The class profile is an analysis done on students in an engineering cohort (in this case, Systems Design Engineering 2025) to display information about the class to the general public.
This repo contains the analysis for sections that used machine learning algorithms to find insights in the data
Note: This is not the full repo; this repo only contains data analysis done by me using ML. To see other visualizations created by me and the rest of the team, click here
- Past engineering cohorts at the university of Waterloo had already done similar projects (analyzing class data)

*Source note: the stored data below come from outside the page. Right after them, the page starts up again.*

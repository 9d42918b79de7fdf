//! Test helpers for inbound HTTP components.

use std::sync::Arc;

use argon2::Params;
use mockable::DefaultClock;
use zeroize::Zeroizing;

use crate::domain::{AuthServiceImpl, KeywordClassifier, TicketServiceImpl, TicketStore};
use crate::inbound::http::state::HttpState;
use crate::outbound::memory::{InMemoryTicketRepository, InMemoryUserRepository};
use crate::outbound::security::{Argon2PasswordHasher, HmacSessionTokens};

/// Fully wired in-memory state with cheap Argon2 parameters.
pub fn in_memory_state() -> HttpState {
    let users = Arc::new(InMemoryUserRepository::new());
    let clock = Arc::new(DefaultClock);
    let params = Params::new(64, 1, 1, None).expect("valid test Argon2 params");
    let auth = AuthServiceImpl::new(
        Arc::clone(&users),
        Arc::new(Argon2PasswordHasher::with_params(params)),
        Arc::new(HmacSessionTokens::new(Zeroizing::new(vec![7_u8; 32]))),
        clock.clone(),
    );
    let store = TicketStore::new(Arc::new(InMemoryTicketRepository::new()), clock);
    let tickets = Arc::new(TicketServiceImpl::new(store, users, Arc::new(KeywordClassifier)));
    HttpState::new(Arc::new(auth), tickets.clone(), tickets)
}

- To add another layer of interest to the analysis, me and my team decided that we would do a section of analysis using ML algorithms to extract insights from data
- I wanted to put my ML skills to the test and find new things in the data... which I was able to do!
Analysis Done Using
- Python
- Sklearn (TSNE, KMeans, PCA)
- XGBoost
- SHAP (for creating feature importance graphs)
- Yellowbrick (visualizing optimal clusters for Kmeans)
- Optuna (hyperparameter tuning for XGBoost)
- Seaborn (graphs)
- Numpy
- Pandas (data manipulation)
- Cleaning survey data using pandas, sklearn, and custom cleaning functions
- Hyperparameter tuning of an XGBoost model using Optuna
- Extracting insights from a trained model using SHAP
- Visualizing higher dimensional structures in data related to courses using TSNE
- Finding optimal numbers of cluster for kmeans through elbow method and silhoutte scores
- Clustering 4D course data to find data points in similar clusters
-
ML/xgb_feature_finder.ipynb for my work on finding factors that predict academic success (XGBoost + Shap)
-
ML/course_by_person.ipynb for my work on finding similar courses by clustering (TSNE + Kmeans)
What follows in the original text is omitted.